Construction in the neighborhood was started by Andros Huncilman 50 years later in 1890, at the end of the prosperous post-Civil War era in New Albany's history. Huncilman owned a 5 acre lot that would comprise the district. Throughout its history it has been a private street; with ownership of the street divided among the property owners.

By deed restriction, Cedar Bough Place is one of the first private streets in the United States. Lucas Place, the first private street in St. Louis, Missouri, was dedicated 15 years later, in 1851. That private street no longer exists. The oldest existing private street in St. Louis, Missouri is Lafayette Square, which dates to 1868, was dedicated 32 years after Cedar Bough Place was created and made private by Loughrey's deed restriction.

No other city near New Albany, including Louisville, has private streets (although Louisville does have private alleys), and Cedar Bough Place is the only private street in New Albany.

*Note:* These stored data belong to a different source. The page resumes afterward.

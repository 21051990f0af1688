mod array_buffer;
mod linked_buffer;

use glam::UVec2;

pub use self::array_buffer::*;
pub use self::linked_buffer::*;
use crate::gpu::{Fragment, FragmentStore, MAX_LAYERS};
use crate::{Config, StorageKind};

/// Per-pixel store big enough for any configured capacity.
pub type PixelStore = FragmentStore<Fragment, MAX_LAYERS>;

/// Screen-sized collection of fragment lists, filled concurrently by the
/// geometry pass.
///
/// Appends go through `&self` and are safe to call from many threads at
/// once; reading the lists back (through [`Self::gather()`]) is meant to
/// happen after all appends of the frame are done.
pub trait FragmentBuffer: Send + Sync {
    fn size(&self) -> UVec2;

    /// Records a fragment at given pixel; returns whether it got stored.
    ///
    /// Fragments outside the screen and fragments with NaN depth are
    /// rejected.
    fn append(&self, pixel: UVec2, depth: f32, payload: u32) -> bool;

    /// Copies fragments of given pixel into `store`, in no particular order.
    fn gather(&self, pixel: UVec2, store: &mut PixelStore);

    /// Forgets all fragments, readying the buffer for the next frame.
    fn begin_frame(&mut self);

    /// Number of fragments stored at the moment.
    fn len(&self) -> usize;

    /// Number of fragments rejected or evicted since the last
    /// [`Self::begin_frame()`].
    fn dropped(&self) -> u32;
}

/// Creates a buffer matching given configuration.
pub fn create_buffer(config: &Config) -> Box<dyn FragmentBuffer> {
    match config.storage {
        StorageKind::Array => Box::new(ArrayBuffer::new(config)),
        StorageKind::Linked => Box::new(LinkedBuffer::new(config)),
    }
}

fn pixel_idx(size: UVec2, pixel: UVec2) -> Option<usize> {
    if pixel.x < size.x && pixel.y < size.y {
        Some((pixel.y as usize) * (size.x as usize) + (pixel.x as usize))
    } else {
        None
    }
}
use glam::Vec3;

pub trait Vec3Ext
where
    Self: Sized,
{
    /// Reflects this direction-vector around `other`.
    fn reflect(self, other: Self) -> Self;
}

impl Vec3Ext for Vec3 {
    fn reflect(self, other: Self) -> Self {
        self - 2.0 * other.dot(self) * other
    }
}
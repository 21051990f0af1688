use glam::{Vec3, Vec4, Vec4Swizzles};

use crate::{Fragment, FragmentAttributes, FragmentStore, Sorter};

/// Fragment picked out of a pixel's list.
#[derive(Clone, Copy, Debug, Default, PartialEq)]
pub struct ResolvedLayer {
    pub color: Vec4,
    pub depth: f32,
    pub found: bool,
}

impl ResolvedLayer {
    /// Returned for layers past the end of the list: transparent black at
    /// depth zero.
    pub fn none() -> Self {
        Self {
            color: Vec4::ZERO,
            depth: 0.0,
            found: false,
        }
    }

    pub fn is_some(&self) -> bool {
        self.found
    }

    pub fn is_none(&self) -> bool {
        !self.found
    }
}

/// What [`Resolver::resolve_target()`] writes out.
#[derive(Clone, Copy, Debug, Default, PartialEq, Eq, Hash)]
pub enum ResolveTarget {
    /// Albedo of the fragment.
    #[default]
    Color,

    /// Raw depth of the fragment, replicated over RGB.
    Depth,

    /// Normal of the fragment, remapped from `-1.0..=1.0` to `0.0..=1.0`.
    Normal,

    /// Number of fragments stored at the pixel relative to the store's
    /// capacity; doesn't depend on the layer.
    Occupancy,
}

impl ResolveTarget {
    pub fn encode(self) -> u32 {
        match self {
            Self::Color => 0,
            Self::Depth => 1,
            Self::Normal => 2,
            Self::Occupancy => 3,
        }
    }

    pub fn decode(value: u32) -> Self {
        match value {
            1 => Self::Depth,
            2 => Self::Normal,
            3 => Self::Occupancy,
            _ => Self::Color,
        }
    }
}

#[derive(Clone, Copy, Debug, Default, PartialEq, Eq)]
pub struct Resolver {
    sorter: Sorter,
}

impl Resolver {
    pub fn new(sorter: Sorter) -> Self {
        Self { sorter }
    }

    pub fn sorter(&self) -> Sorter {
        self.sorter
    }

    /// Sorts the store and returns its `layer`-th fragment (counting from the
    /// nearest one), decoding the payload as an RGBA8 color.
    pub fn resolve<const N: usize>(
        &self,
        store: &mut FragmentStore<Fragment, N>,
        layer: usize,
    ) -> ResolvedLayer {
        self.sorter.sort_store(store);
        self.resolve_sorted(store, layer)
    }

    /// Same as [`Self::resolve()`], but for stores that are already sorted.
    pub fn resolve_sorted<const N: usize>(
        &self,
        store: &FragmentStore<Fragment, N>,
        layer: usize,
    ) -> ResolvedLayer {
        match store.get(layer) {
            Some(fragment) => ResolvedLayer {
                color: fragment.color(),
                depth: fragment.depth,
                found: true,
            },

            None => ResolvedLayer::none(),
        }
    }

    /// Resolves given layer into one of the debug targets.
    ///
    /// For [`ResolveTarget::Color`] and [`ResolveTarget::Normal`], payloads
    /// are treated as indices into `attributes`; fragments pointing past it
    /// fall back to their payload's color (and to a zero normal).
    pub fn resolve_target<const N: usize>(
        &self,
        store: &mut FragmentStore<Fragment, N>,
        layer: usize,
        target: ResolveTarget,
        attributes: &[FragmentAttributes],
    ) -> ResolvedLayer {
        if target == ResolveTarget::Occupancy {
            let occupancy = if store.capacity() == 0 {
                0.0
            } else {
                store.len() as f32 / store.capacity() as f32
            };

            return ResolvedLayer {
                color: Vec3::splat(occupancy).extend(1.0),
                depth: 0.0,
                found: !store.is_empty(),
            };
        }

        self.sorter.sort_store(store);

        let Some(fragment) = store.get(layer) else {
            return ResolvedLayer::none();
        };

        let attrs = attributes.get(fragment.payload as usize);

        let color = match target {
            ResolveTarget::Depth => Vec3::splat(fragment.depth).extend(1.0),

            ResolveTarget::Normal => {
                let normal = attrs.map_or(Vec3::ZERO, |attrs| attrs.normal());

                (normal * 0.5 + 0.5).extend(1.0)
            }

            ResolveTarget::Color | ResolveTarget::Occupancy => {
                attrs.map_or_else(|| fragment.color(), |attrs| attrs.albedo())
            }
        };

        ResolvedLayer {
            color,
            depth: fragment.depth,
            found: true,
        }
    }

    /// Blends all fragments of the store front-to-back using the "over"
    /// operator; returns premultiplied color.
    pub fn composite<const N: usize>(
        &self,
        store: &mut FragmentStore<Fragment, N>,
    ) -> Vec4 {
        self.sorter.sort_store(store);

        let mut out = Vec4::ZERO;

        for fragment in store.as_slice() {
            let color = fragment.color();
            let weight = (1.0 - out.w) * color.w;

            out += (color.xyz() * weight).extend(weight);

            if out.w >= 1.0 {
                break;
            }
        }

        out
    }
}
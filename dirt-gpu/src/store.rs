use crate::{DepthConvention, Sortable};

/// What happens to fragments arriving at an already-full store.
#[derive(Clone, Copy, Debug, Default, PartialEq, Eq, Hash)]
pub enum OverflowPolicy {
    /// Excess fragments are lost; O(1) per fragment.
    #[default]
    Drop,

    /// The farthest stored fragment gets replaced if the incoming one is
    /// nearer, so the store always keeps the nearest fragments; O(capacity)
    /// per overflowing fragment.
    ReplaceMax,
}

impl OverflowPolicy {
    pub fn encode(self) -> u32 {
        match self {
            OverflowPolicy::Drop => 0,
            OverflowPolicy::ReplaceMax => 1,
        }
    }

    pub fn decode(value: u32) -> Self {
        if value == 1 {
            OverflowPolicy::ReplaceMax
        } else {
            OverflowPolicy::Drop
        }
    }
}

/// Fixed-capacity list of fragments belonging to a single pixel.
///
/// `N` is the size of the backing array, while `capacity` (at most `N`) is
/// the number of fragments the store actually accepts - this way the same
/// store type can serve differently configured buffers.
#[derive(Clone, Copy, Debug)]
pub struct FragmentStore<F, const N: usize> {
    items: [F; N],
    len: usize,
    capacity: usize,
}

impl<F, const N: usize> FragmentStore<F, N>
where
    F: Sortable + Default,
{
    pub fn new() -> Self {
        Self::with_capacity(N)
    }

    pub fn with_capacity(capacity: usize) -> Self {
        Self {
            items: [F::default(); N],
            len: 0,
            capacity: capacity.min(N),
        }
    }

    pub fn len(&self) -> usize {
        self.len
    }

    pub fn is_empty(&self) -> bool {
        self.len == 0
    }

    pub fn is_full(&self) -> bool {
        self.len >= self.capacity
    }

    pub fn capacity(&self) -> usize {
        self.capacity
    }

    pub fn clear(&mut self) {
        self.len = 0;
    }

    /// Shortens the store, e.g. after its fragments got deduplicated.
    pub fn truncate(&mut self, len: usize) {
        self.len = self.len.min(len);
    }

    pub fn get(&self, layer: usize) -> Option<F> {
        self.as_slice().get(layer).copied()
    }

    pub fn as_slice(&self) -> &[F] {
        &self.items[..self.len]
    }

    pub fn as_mut_slice(&mut self) -> &mut [F] {
        &mut self.items[..self.len]
    }

    /// Inserts fragment, applying `policy` if the store is already full;
    /// returns whether the fragment got stored.
    pub fn push(
        &mut self,
        fragment: F,
        policy: OverflowPolicy,
        convention: DepthConvention,
    ) -> bool {
        if !self.is_full() {
            self.items[self.len] = fragment;
            self.len += 1;

            return true;
        }

        match policy {
            OverflowPolicy::Drop => false,

            OverflowPolicy::ReplaceMax => {
                let Some(farthest) = self.farthest(convention) else {
                    return false;
                };

                let farthest_key = self.items[farthest].key();

                if convention.is_farther(farthest_key, fragment.key()) {
                    self.items[farthest] = fragment;
                    true
                } else {
                    false
                }
            }
        }
    }

    /// Returns index of the farthest stored fragment.
    pub fn farthest(&self, convention: DepthConvention) -> Option<usize> {
        let items = self.as_slice();

        if items.is_empty() {
            return None;
        }

        let mut farthest = 0;

        for (idx, item) in items.iter().enumerate().skip(1) {
            if convention.is_farther(item.key(), items[farthest].key()) {
                farthest = idx;
            }
        }

        Some(farthest)
    }
}

impl<F, const N: usize> Default for FragmentStore<F, N>
where
    F: Sortable + Default,
{
    fn default() -> Self {
        Self::new()
    }
}
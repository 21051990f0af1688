use std::{panic, thread};

/// Calls `f` for each row in `0..rows`, spreading the rows over up to
/// `threads` scoped workers; returns results in row order.
///
/// Each worker gets one contiguous chunk of rows.
pub fn for_each_row<T, F>(rows: u32, threads: usize, f: F) -> Vec<T>
where
    T: Send,
    F: Fn(u32) -> T + Sync,
{
    let threads = threads.max(1);

    if threads == 1 || rows <= 1 {
        return (0..rows).map(f).collect();
    }

    let rows_per_thread = ((rows as usize + threads - 1) / threads) as u32;
    let f = &f;

    thread::scope(|scope| {
        let workers: Vec<_> = (0..rows)
            .step_by(rows_per_thread as usize)
            .map(|start| {
                let end = (start + rows_per_thread).min(rows);

                scope.spawn(move || (start..end).map(f).collect::<Vec<_>>())
            })
            .collect();

        workers
            .into_iter()
            .flat_map(|worker| {
                worker
                    .join()
                    .unwrap_or_else(|err| panic::resume_unwind(err))
            })
            .collect()
    })
}

#[cfg(test)]
mod tests {
    use std::sync::atomic::{AtomicU32, Ordering};

    use super::*;

    #[test]
    fn keeps_row_order() {
        for threads in [1, 2, 3, 8, 100] {
            for rows in [0, 1, 2, 7, 64] {
                let actual = for_each_row(rows, threads, |row| row * 10);
                let expected: Vec<_> = (0..rows).map(|row| row * 10).collect();

                assert_eq!(expected, actual, "threads={threads}, rows={rows}");
            }
        }
    }

    #[test]
    fn visits_each_row_once() {
        let visits = AtomicU32::new(0);

        for_each_row(37, 4, |_| {
            visits.fetch_add(1, Ordering::Relaxed);
        });

        assert_eq!(37, visits.load(Ordering::Relaxed));
    }
}
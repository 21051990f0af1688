use bytemuck::{Pod, Zeroable};
use glam::{vec2, Vec3, Vec4};

use crate::{
    pack_unorm2x16, pack_unorm4x8, unpack_unorm2x16, unpack_unorm4x8, Normal,
};

/// Something that can be ordered by a sorter.
pub trait Sortable: Copy {
    type Key: Copy + PartialOrd;

    fn key(&self) -> Self::Key;
}

/// A single visibility sample recorded at a pixel.
///
/// Depending on the pass, `payload` is either a packed RGBA8 color (see
/// [`Self::with_color()`]) or an index into the attribute buffer.
#[repr(C)]
#[derive(Clone, Copy, Debug, Default, PartialEq, Pod, Zeroable)]
pub struct Fragment {
    pub payload: u32,
    pub depth: f32,
}

impl Fragment {
    pub fn new(depth: f32, payload: u32) -> Self {
        Self { payload, depth }
    }

    pub fn with_color(depth: f32, color: Vec4) -> Self {
        Self::new(depth, pack_unorm4x8(color))
    }

    pub fn color(&self) -> Vec4 {
        unpack_unorm4x8(self.payload)
    }

    /// Packs this fragment into a single `u64`, so that it can be stored in
    /// an atomic slot.
    pub fn pack(self) -> u64 {
        ((self.depth.to_bits() as u64) << 32) | (self.payload as u64)
    }

    /// See: [`Self::pack()`].
    pub fn unpack(d0: u64) -> Self {
        Self {
            payload: d0 as u32,
            depth: f32::from_bits((d0 >> 32) as u32),
        }
    }
}

impl Sortable for Fragment {
    type Key = f32;

    fn key(&self) -> f32 {
        self.depth
    }
}

/// Node of a per-pixel linked list; nodes live in one pool shared by the
/// entire screen and `next` points at the next node of the same pixel.
#[repr(C)]
#[derive(Clone, Copy, Debug, Default, PartialEq, Pod, Zeroable)]
pub struct LinkedFragment {
    pub fragment: Fragment,
    pub next: u32,
}

impl LinkedFragment {
    /// Value of `next` (and of a pixel's head) marking the end of a list.
    pub const END: u32 = u32::MAX;

    pub fn new(fragment: Fragment, next: u32) -> Self {
        Self { fragment, next }
    }

    pub fn is_last(&self) -> bool {
        self.next == Self::END
    }
}

impl Sortable for LinkedFragment {
    type Key = f32;

    fn key(&self) -> f32 {
        self.fragment.depth
    }
}

/// Fragment of the global sorted buffer, keyed by a packed `u32`.
///
/// Sorting and deduplication look at `key` only; see [`Self::pack_key()`] for
/// the layout produced by the geometry pass.
#[repr(C)]
#[derive(Clone, Copy, Debug, Default, PartialEq, Eq, Pod, Zeroable)]
pub struct PackedFragment {
    pub payload: u32,
    pub key: u32,
}

impl PackedFragment {
    const ID_BITS: u32 = 8;
    const DEPTH_MAX: u32 = (1 << (32 - Self::ID_BITS)) - 1;

    pub fn new(key: u32, payload: u32) -> Self {
        Self { payload, key }
    }

    /// Packs a `0.0..=1.0` depth into the upper 24 bits and `id` into the
    /// lower 8 bits, so that ordering keys orders by depth first.
    pub fn pack_key(depth: f32, id: u32) -> u32 {
        let depth = (depth.clamp(0.0, 1.0) * Self::DEPTH_MAX as f32) as u32;

        (depth << Self::ID_BITS) | (id & ((1 << Self::ID_BITS) - 1))
    }

    pub fn depth(&self) -> f32 {
        (self.key >> Self::ID_BITS) as f32 / Self::DEPTH_MAX as f32
    }

    pub fn id(&self) -> u32 {
        self.key & ((1 << Self::ID_BITS) - 1)
    }
}

impl Sortable for PackedFragment {
    type Key = u32;

    fn key(&self) -> u32 {
        self.key
    }
}

/// Shading attributes referenced by [`Fragment::payload`].
#[repr(C)]
#[derive(Clone, Copy, Debug, Default, PartialEq, Eq, Pod, Zeroable)]
pub struct FragmentAttributes {
    /// RGBA8 base color.
    pub albedo: u32,

    /// Octahedron-encoded normal, see [`Normal::pack()`].
    pub normal: u32,

    /// RGBA8 specular color; alpha stores glossiness.
    pub specular: u32,

    /// x - index of refraction, divided by four
    /// y - opacity
    pub ior_opacity: u32,
}

impl FragmentAttributes {
    pub fn new(
        albedo: Vec4,
        normal: Vec3,
        specular: Vec4,
        ior: f32,
        opacity: f32,
    ) -> Self {
        Self {
            albedo: pack_unorm4x8(albedo),
            normal: Normal::pack(normal),
            specular: pack_unorm4x8(specular),
            ior_opacity: pack_unorm2x16(vec2(ior / 4.0, opacity)),
        }
    }

    pub fn albedo(&self) -> Vec4 {
        unpack_unorm4x8(self.albedo)
    }

    pub fn normal(&self) -> Vec3 {
        Normal::unpack(self.normal)
    }

    pub fn specular(&self) -> Vec4 {
        unpack_unorm4x8(self.specular)
    }

    pub fn ior(&self) -> f32 {
        unpack_unorm2x16(self.ior_opacity).x * 4.0
    }

    pub fn opacity(&self) -> f32 {
        unpack_unorm2x16(self.ior_opacity).y
    }
}
use bytemuck::{Pod, Zeroable};
use glam::{vec3, Mat4, UVec2, Vec2, Vec3, Vec4, Vec4Swizzles};

/// Perspective camera, as seen by per-pixel passes.
///
/// Everything here works in view space, with the camera sitting at origin
/// and looking down `-Z`; pixel coordinates grow rightwards and upwards.
#[repr(C)]
#[derive(Clone, Copy, Debug, Default, PartialEq, Pod, Zeroable)]
pub struct Camera {
    pub projection: Mat4,

    /// Maps view-space points straight into (homogeneous) pixel coordinates.
    pub pixel_projection: Mat4,

    /// See: [`Self::pixel_projection`].
    pub pixel_to_view: Mat4,

    /// x - screen width
    /// y - screen height
    /// z - distance to the near plane
    /// w - distance to the far plane
    pub screen: Vec4,
}

impl Camera {
    pub fn new(
        projection: Mat4,
        screen_size: UVec2,
        near: f32,
        far: f32,
    ) -> Self {
        let half_size = screen_size.as_vec2() * 0.5;

        let pixel_projection = Mat4::from_translation(half_size.extend(0.0))
            * Mat4::from_scale(half_size.extend(1.0))
            * projection;

        Self {
            projection,
            pixel_projection,
            pixel_to_view: pixel_projection.inverse(),
            screen: screen_size.as_vec2().extend(near).extend(far),
        }
    }

    pub fn perspective(
        fov_y: f32,
        screen_size: UVec2,
        near: f32,
        far: f32,
    ) -> Self {
        let aspect = screen_size.x as f32 / screen_size.y as f32;

        Self::new(
            Mat4::perspective_rh_gl(fov_y, aspect, near, far),
            screen_size,
            near,
            far,
        )
    }

    pub fn screen_size(&self) -> UVec2 {
        self.screen.xy().as_uvec2()
    }

    pub fn near(&self) -> f32 {
        self.screen.z
    }

    pub fn far(&self) -> f32 {
        self.screen.w
    }

    /// Given a point in view-coordinates, returns it in homogeneous
    /// pixel-coordinates.
    pub fn view_to_pixel(&self, pos: Vec3) -> Vec4 {
        self.pixel_projection * pos.extend(1.0)
    }

    /// Returns the view-space point seen through given pixel position at
    /// given view-space depth.
    pub fn reconstruct(&self, pixel: Vec2, view_z: f32) -> Vec3 {
        let pos = self.pixel_to_view.project_point3(pixel.extend(0.0));

        pos * (view_z / pos.z)
    }

    /// Returns the center of given pixel.
    pub fn pixel_center(pos: UVec2) -> Vec2 {
        pos.as_vec2() + 0.5
    }

    /// Direction from the camera towards given pixel.
    pub fn view_dir(&self, pixel: Vec2) -> Vec3 {
        self.reconstruct(pixel, -1.0).normalize_or_zero()
    }

    /// Converts post-projective depth (`0.0` at the near plane, `1.0` at the
    /// far one) into view-space Z.
    pub fn depth_to_view_z(&self, depth: f32) -> f32 {
        self.pixel_to_view
            .project_point3(vec3(0.0, 0.0, depth * 2.0 - 1.0))
            .z
    }

    /// See: [`Self::depth_to_view_z()`].
    pub fn view_z_to_depth(&self, view_z: f32) -> f32 {
        let pos = self.view_to_pixel(vec3(0.0, 0.0, view_z));

        pos.z / pos.w * 0.5 + 0.5
    }
}

/// Normals of the near and far clipping planes, in view space.
pub const NEAR_PLANE_NORMAL: Vec3 = vec3(0.0, 0.0, -1.0);
pub const FAR_PLANE_NORMAL: Vec3 = vec3(0.0, 0.0, 1.0);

A long-standing fence that contributes to the historic nature of the neighborhood is on the north side, and is a central wrought iron connecting two original stone walls keeping traffic from entering the private road. The southern fence is just wide enough for a single vehicle. Built in 1970 to replace the original entrance, it is not part of the historic fabric of the district.

==Prominent residents==
- Bernard Hock (American table tennis champion)
- Ferdinand N. Kahler (inventor and automobile manufacturer)
- F. Shirley Wilcox (Indiana's chief of Internal Revenue Service collections {appointed by President Harry Truman} and Indiana State Treasurer)

==Present day==
In 1994 an architectural study determined that Shelby Place could eventually achieve National Register status. In 2006 the Indiana Department of Natural Resources gave a grant of $6,150 to the city of New Albany to prepare Cedar Bough Place, DePauw Avenue Historic District, and Shelby Place Historic District for registration on the National Register of Historic Places. All three neighborhoods were placed on the National Register on March 19, 2008.